Facendo un passo indietro, cosa ha portato un laureato in Economia internazionale alla Bocconi con esperienze nella cooperazione allo sviluppo per il Ministero degli Esteri a occuparsi di moda?

Un’idea vincente nasce spesso da un intuito, dalla necessità di colmare un gap o semplicemente da quella di porsi come un’alternativa, come ha fatto Niccolò Cipriani, fondatore del marchio. “Durante la mia esperienza di lavoro in Vietnam, ad Hanoi, ho realizzato con i miei occhi il problema della sovrapproduzione che grava su un settore, quello del fast fashion, che produce molto più di quello che viene comprato con un impatto negativo sul consumo delle risorse naturali. Da questa presa di coscienza ho deciso di ritornare in Italia, recuperare la nobile arte dei cenciaioli, profondamente legata alle radici della mia terra, e su questa costruire un brand etico guidato dai valori di qualità, sostenibilità e responsabilità”. Rifò è l’alternativa all’emergenza globale di uno spreco fuori controllo, a cimiteri di abiti abbandonati e ad acquisti anaffettivi inghiottiti nella spirale di saldi e prezzi al ribasso. È l’incontro della conoscenza del distretto tessile di Prato con la consapevolezza che ogni vestito che buttiamo via ha un valore, può essere rigenerato e rigenerabile.

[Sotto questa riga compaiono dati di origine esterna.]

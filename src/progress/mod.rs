// src/progress/mod.rs

//! Progress interpretation layer.
//!
//! Turns one line of raw downloader/transcoder output into exactly one
//! [`ProgressEvent`]. Nothing in here touches processes or channels; the job
//! supervision task feeds lines in and forwards the resulting events.

pub mod interpret;

pub use interpret::ProgressInterpreter;

/// Normalized unit of status derived from one line of process output.
///
/// Every line maps to exactly one variant; lines the interpreter does not
/// recognize are passed through as [`ProgressEvent::RawLine`] with the
/// original text unmodified, never dropped.
#[derive(Debug, Clone, PartialEq)]
pub enum ProgressEvent {
    /// A percentage-complete update in `0.0..=100.0`.
    Percent(f64),
    /// A recognized milestone line (destination chosen, formats merged, ...).
    Status(String),
    /// Anything else, unmodified.
    RawLine(String),
}
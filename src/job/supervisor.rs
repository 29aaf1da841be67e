// src/job/supervisor.rs

//! Background supervision task for one job process.
//!
//! The supervisor exclusively owns the child process and both its output
//! pipes. It reads stdout and stderr line-by-line, feeds each line through
//! the progress interpreter, and forwards the resulting events over the
//! runner's channel. Because every send happens from this one task, events
//! arrive in emission order and the final `Finished` event always comes
//! last.

use std::collections::VecDeque;
use std::process::ExitStatus;
use std::sync::Arc;
use std::sync::atomic::{AtomicBool, Ordering};
use std::time::Duration;

use tokio::io::{AsyncBufReadExt, AsyncRead, BufReader, Lines};
use tokio::process::Child;
use tokio::sync::{mpsc, oneshot};
use tokio::time::timeout;
use tracing::{debug, error, info, warn};

use crate::job::events::JobEvent;
use crate::job::state::{JobId, JobOutcome, JobSpec};
use crate::progress::ProgressInterpreter;

/// How long to wait for the process to confirm exit after a kill signal.
const TERMINATION_TIMEOUT: Duration = Duration::from_secs(5);

/// How many raw output lines to retain for the failure `detail` field.
const OUTPUT_TAIL_LINES: usize = 32;

/// Supervise a spawned child to completion (or cancellation).
///
/// Runs as its own tokio task so the caller is never blocked waiting on
/// process I/O.
pub(crate) async fn supervise(
    id: JobId,
    spec: JobSpec,
    mut child: Child,
    events_tx: mpsc::Sender<JobEvent>,
    mut cancel_rx: oneshot::Receiver<()>,
    done: Arc<AtomicBool>,
) {
    let mut out_lines = child.stdout.take().map(|s| BufReader::new(s).lines());
    let mut err_lines = child.stderr.take().map(|s| BufReader::new(s).lines());

    let mut interpreter = match spec.duration_hint {
        Some(total) => ProgressInterpreter::with_duration_hint(total),
        None => ProgressInterpreter::new(),
    };
    let mut tail: VecDeque<String> = VecDeque::new();
    let mut cancelled = false;
    let mut cancel_open = true;

    // Read both pipes until EOF, or until a cancel request arrives. A
    // closed cancel channel just means the runner moved on; the job keeps
    // running to completion.
    while out_lines.is_some() || err_lines.is_some() {
        tokio::select! {
            line = next_line(&mut out_lines), if out_lines.is_some() => match line {
                Some(line) => {
                    debug!(job = id, "stdout: {}", line);
                    handle_line(id, line, &mut interpreter, &mut tail, &events_tx).await;
                }
                None => out_lines = None,
            },
            line = next_line(&mut err_lines), if err_lines.is_some() => match line {
                Some(line) => {
                    debug!(job = id, "stderr: {}", line);
                    handle_line(id, line, &mut interpreter, &mut tail, &events_tx).await;
                }
                None => err_lines = None,
            },
            cancel = &mut cancel_rx, if cancel_open => {
                cancel_open = false;
                if cancel.is_ok() {
                    cancelled = true;
                    break;
                }
                debug!(job = id, "cancel channel closed without cancellation");
            }
        }
    }

    let outcome = if cancelled {
        terminate(id, &mut child).await;
        JobOutcome::Cancelled
    } else {
        wait_or_cancel(id, &mut child, cancel_rx, cancel_open, &tail).await
    };

    info!(job = id, outcome = ?outcome.state(), "job finished");
    // Free the runner's slot before the final event becomes observable.
    done.store(true, Ordering::Release);
    let _ = events_tx.send(JobEvent::Finished { job: id, outcome }).await;
}

/// Interpret one output line and forward the resulting event.
async fn handle_line(
    id: JobId,
    line: String,
    interpreter: &mut ProgressInterpreter,
    tail: &mut VecDeque<String>,
    events_tx: &mpsc::Sender<JobEvent>,
) {
    if tail.len() == OUTPUT_TAIL_LINES {
        tail.pop_front();
    }
    tail.push_back(line.clone());

    let event = interpreter.interpret(&line);
    // A dropped receiver just means nobody is listening any more; keep
    // draining the pipes so the child doesn't block on a full buffer.
    let _ = events_tx.send(JobEvent::Progress { job: id, event }).await;
}

/// Read the next line from an open pipe reader.
///
/// Returns `None` on EOF or read error. Pends forever when the reader is
/// already closed; the select guards keep that branch from being polled.
async fn next_line<R>(lines: &mut Option<Lines<BufReader<R>>>) -> Option<String>
where
    R: AsyncRead + Unpin,
{
    match lines.as_mut() {
        Some(lines) => match lines.next_line().await {
            Ok(line) => line,
            Err(err) => {
                warn!(error = %err, "error reading job output, treating as EOF");
                None
            }
        },
        None => std::future::pending().await,
    }
}

/// Signal the child to terminate and wait for it to confirm exit, bounded
/// by [`TERMINATION_TIMEOUT`].
async fn terminate(id: JobId, child: &mut Child) {
    if let Err(err) = child.start_kill() {
        // Most likely the process already exited on its own.
        debug!(job = id, error = %err, "kill signal not delivered");
    }

    match timeout(TERMINATION_TIMEOUT, child.wait()).await {
        Ok(Ok(status)) => {
            debug!(job = id, ?status, "job process exited after cancellation");
        }
        Ok(Err(err)) => {
            warn!(job = id, error = %err, "error waiting for cancelled job process");
        }
        Err(_) => {
            warn!(
                job = id,
                "job process did not confirm exit within the termination timeout"
            );
        }
    }
}

/// Wait for the child to exit, still honouring a cancel request.
///
/// A process can close both of its output pipes and keep running, so
/// cancellation must stay live after the read loop ends.
async fn wait_or_cancel(
    id: JobId,
    child: &mut Child,
    mut cancel_rx: oneshot::Receiver<()>,
    cancel_open: bool,
    tail: &VecDeque<String>,
) -> JobOutcome {
    if cancel_open {
        tokio::select! {
            status = child.wait() => return exit_outcome(id, status, tail),
            cancel = &mut cancel_rx => {
                if cancel.is_ok() {
                    info!(job = id, "cancellation received after output closed");
                    terminate(id, child).await;
                    return JobOutcome::Cancelled;
                }
                debug!(job = id, "cancel channel closed without cancellation");
            }
        }
    }

    wait_for_exit(id, child, tail).await
}

/// Wait for the child to exit and map its status to an outcome.
async fn wait_for_exit(id: JobId, child: &mut Child, tail: &VecDeque<String>) -> JobOutcome {
    let status = child.wait().await;
    exit_outcome(id, status, tail)
}

/// Map a wait result to a terminal outcome.
fn exit_outcome(
    id: JobId,
    status: std::io::Result<ExitStatus>,
    tail: &VecDeque<String>,
) -> JobOutcome {
    match status {
        Ok(status) => {
            let code = status.code().unwrap_or(-1);
            debug!(
                job = id,
                exit_code = code,
                success = status.success(),
                "job process exited"
            );

            if status.success() {
                JobOutcome::Succeeded
            } else {
                JobOutcome::Failed {
                    exit_code: code,
                    detail: tail.iter().cloned().collect::<Vec<_>>().join("\n"),
                }
            }
        }
        Err(err) => {
            error!(job = id, error = %err, "failed to wait for job process");
            JobOutcome::Failed {
                exit_code: -1,
                detail: err.to_string(),
            }
        }
    }
}
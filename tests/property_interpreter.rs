// tests/property_interpreter.rs

//! Property tests for the progress interpreter.

use proptest::prelude::*;

use clipfetch::progress::{ProgressEvent, ProgressInterpreter};

proptest! {
    // Lowercase letters only: no digits, no '%', no '=', and none of the
    // recognized phrases (they all contain spaces or capitals), so every
    // such line must pass through untouched.
    #[test]
    fn unrecognized_lines_round_trip(line in "[a-z]{0,40}") {
        let mut interp = ProgressInterpreter::new();
        match interp.interpret(&line) {
            ProgressEvent::RawLine(out) => prop_assert_eq!(out, line),
            other => prop_assert!(false, "expected pass-through, got {:?}", other),
        }
    }

    // Whatever sequence of percent tokens arrives, the reported percentages
    // never move backwards.
    #[test]
    fn reported_percentages_never_regress(
        values in proptest::collection::vec(0u32..=100, 1..20)
    ) {
        let mut interp = ProgressInterpreter::new();
        let mut last = -1.0_f64;

        for v in values {
            let line = format!("[download]  {v}.0% of 10.00MiB");
            if let ProgressEvent::Percent(p) = interp.interpret(&line) {
                prop_assert!(p >= last, "percent regressed: {} after {}", p, last);
                last = p;
            }
        }
    }

    // Every line yields exactly one event and never panics, whatever the
    // input looks like.
    #[test]
    fn no_line_is_ever_dropped_or_fatal(line in "\\PC{0,60}") {
        let mut interp = ProgressInterpreter::new();
        match interp.interpret(&line) {
            ProgressEvent::Percent(p) => prop_assert!((0.0..=100.0).contains(&p)),
            ProgressEvent::Status(s) => prop_assert_eq!(s, line),
            ProgressEvent::RawLine(s) => prop_assert_eq!(s, line),
        }
    }
}
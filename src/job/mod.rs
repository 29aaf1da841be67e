// src/job/mod.rs

//! Managed external job layer.
//!
//! This module owns the lifecycle of one long-running external process at a
//! time, using `tokio::process::Command`, and reports back to the
//! presentation layer via [`JobEvent`]s on an mpsc channel.
//!
//! - [`state`] holds the job data model ([`JobSpec`], [`JobState`],
//!   [`JobOutcome`], [`JobHandle`]).
//! - [`events`] defines the [`JobEvent`] notification type.
//! - [`runner`] exposes `start` / `cancel` and enforces the
//!   one-job-at-a-time rule.
//! - [`supervisor`] is the background task that owns the child process and
//!   its output pipes.
//!
//! This is the only part of the crate permitted to spawn or kill OS
//! processes.

pub mod events;
pub mod runner;
pub mod state;
pub(crate) mod supervisor;

pub use events::JobEvent;
pub use runner::JobRunner;
pub use state::{JobHandle, JobId, JobOutcome, JobSpec, JobState};
// src/invocation.rs

//! Pure construction of [`JobSpec`]s for the external toolchain.
//!
//! Nothing in here runs anything; these functions turn user-level choices
//! (URL, output placement, quality) into argument lists.

use std::path::Path;

use clap::ValueEnum;
use serde::Deserialize;

use crate::job::JobSpec;
use crate::tools::ToolPaths;

/// Output quality / format selection, as exposed on the CLI and in
/// `[download].quality`.
#[derive(Debug, Clone, Copy, PartialEq, Eq, Default, ValueEnum, Deserialize)]
pub enum Quality {
    /// Best available video+audio.
    #[default]
    #[value(name = "best")]
    #[serde(rename = "best")]
    Best,
    #[value(name = "2160p")]
    #[serde(rename = "2160p")]
    P2160,
    #[value(name = "1440p")]
    #[serde(rename = "1440p")]
    P1440,
    #[value(name = "1080p")]
    #[serde(rename = "1080p")]
    P1080,
    #[value(name = "720p")]
    #[serde(rename = "720p")]
    P720,
    #[value(name = "480p")]
    #[serde(rename = "480p")]
    P480,
    #[value(name = "360p")]
    #[serde(rename = "360p")]
    P360,
    /// Audio only, extracted to MP3.
    #[value(name = "audio-mp3")]
    #[serde(rename = "audio-mp3")]
    AudioMp3,
    #[value(name = "audio-wav")]
    #[serde(rename = "audio-wav")]
    AudioWav,
    #[value(name = "audio-m4a")]
    #[serde(rename = "audio-m4a")]
    AudioM4a,
}

impl Quality {
    /// Maximum video height, for the height-capped selections.
    pub fn height_limit(&self) -> Option<u32> {
        match self {
            Quality::P2160 => Some(2160),
            Quality::P1440 => Some(1440),
            Quality::P1080 => Some(1080),
            Quality::P720 => Some(720),
            Quality::P480 => Some(480),
            Quality::P360 => Some(360),
            _ => None,
        }
    }

    /// Audio container for the audio-only selections.
    pub fn audio_format(&self) -> Option<&'static str> {
        match self {
            Quality::AudioMp3 => Some("mp3"),
            Quality::AudioWav => Some("wav"),
            Quality::AudioM4a => Some("m4a"),
            _ => None,
        }
    }

    pub fn is_audio(&self) -> bool {
        self.audio_format().is_some()
    }

    /// Downloader format-selection arguments for this quality.
    fn format_args(&self) -> Vec<String> {
        if let Some(fmt) = self.audio_format() {
            return vec!["-x".into(), "--audio-format".into(), fmt.into()];
        }

        let expr = match self.height_limit() {
            Some(h) => format!("bestvideo[height<={h}]+bestaudio/best[height<={h}]"),
            None => "bestvideo+bestaudio/best".to_string(),
        };
        vec!["-f".into(), expr]
    }
}

/// Build the downloader invocation for one URL.
///
/// `--newline` forces one progress report per line so the interpreter sees
/// each update separately; the URL goes last, after `--`, so it can never be
/// mistaken for a flag.
pub fn download_spec(
    tools: &ToolPaths,
    url: &str,
    output_dir: &Path,
    template: &str,
    quality: Quality,
) -> JobSpec {
    let output = output_dir.join(template);

    let mut args: Vec<String> = vec![
        "--no-warnings".into(),
        "--newline".into(),
        "--ffmpeg-location".into(),
        tools.transcoder.to_string_lossy().into_owned(),
        "--output".into(),
        output.to_string_lossy().into_owned(),
        "--no-keep-video".into(),
    ];
    args.extend(quality.format_args());
    args.push("--".into());
    args.push(url.to_string());

    JobSpec::new(&tools.downloader, args)
}

/// Build the transcoder invocation converting `input` to H.264 + AAC.
///
/// `duration_hint` is the probed media duration; the supervisor hands it to
/// the interpreter so ffmpeg `time=` stamps become percentages.
pub fn transcode_spec(
    tools: &ToolPaths,
    input: &Path,
    output: &Path,
    duration_hint: Option<f64>,
) -> JobSpec {
    let args: Vec<String> = vec![
        "-i".into(),
        input.to_string_lossy().into_owned(),
        "-c:v".into(),
        "libx264".into(),
        "-c:a".into(),
        "aac".into(),
        "-y".into(),
        output.to_string_lossy().into_owned(),
    ];

    let mut spec = JobSpec::new(&tools.transcoder, args);
    spec.duration_hint = duration_hint;
    spec
}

Tutti i capi sono realizzati nel raggio di 30 km da artigiani e piccole aziende a conduzione familiare con il metodo artigianale a “calata”, sostenendo così un modello di prossimità con i produttori e di valorizzazione territoriale a supporto dell’economia locale, limitando l’inquinamento dovuto alla logistica e ai trasporti e snellendo i prezzi finali sul mercato. Le materie prime seconde, frutto del “buon senso” e del risparmio energetico, sono vecchi maglioni in cashmere, jeans almeno 95% cotone e il cotone rigenerato. Scarti industriali e vecchi indumenti vengono sfilacciati, trinciati, riportati allo stato di fibra ed infine a quello di filato pronti ad essere la linfa materica di nuovi maglioni, cardigan, t-shirt, cappelli, sciarpe e mantelle. Alla base di questa “Rifolution” non solo il riciclo di indumenti o il valore della loro restituzione ad un nuovo uso, a nuova vita, ma anche la riduzione dei consumi di acqua, pesticidi e prodotti chimici usati di norma nella produzione. Una rivoluzione silenziosa per sensibilizzare le coscienze individuali verso una sostenibilità, umana e ambientale, incoraggiata da un acquisto consapevole al grido di “meno e meglio”.



Quando scegliamo che abito indossare, scegliamo anche per quale mondo votare.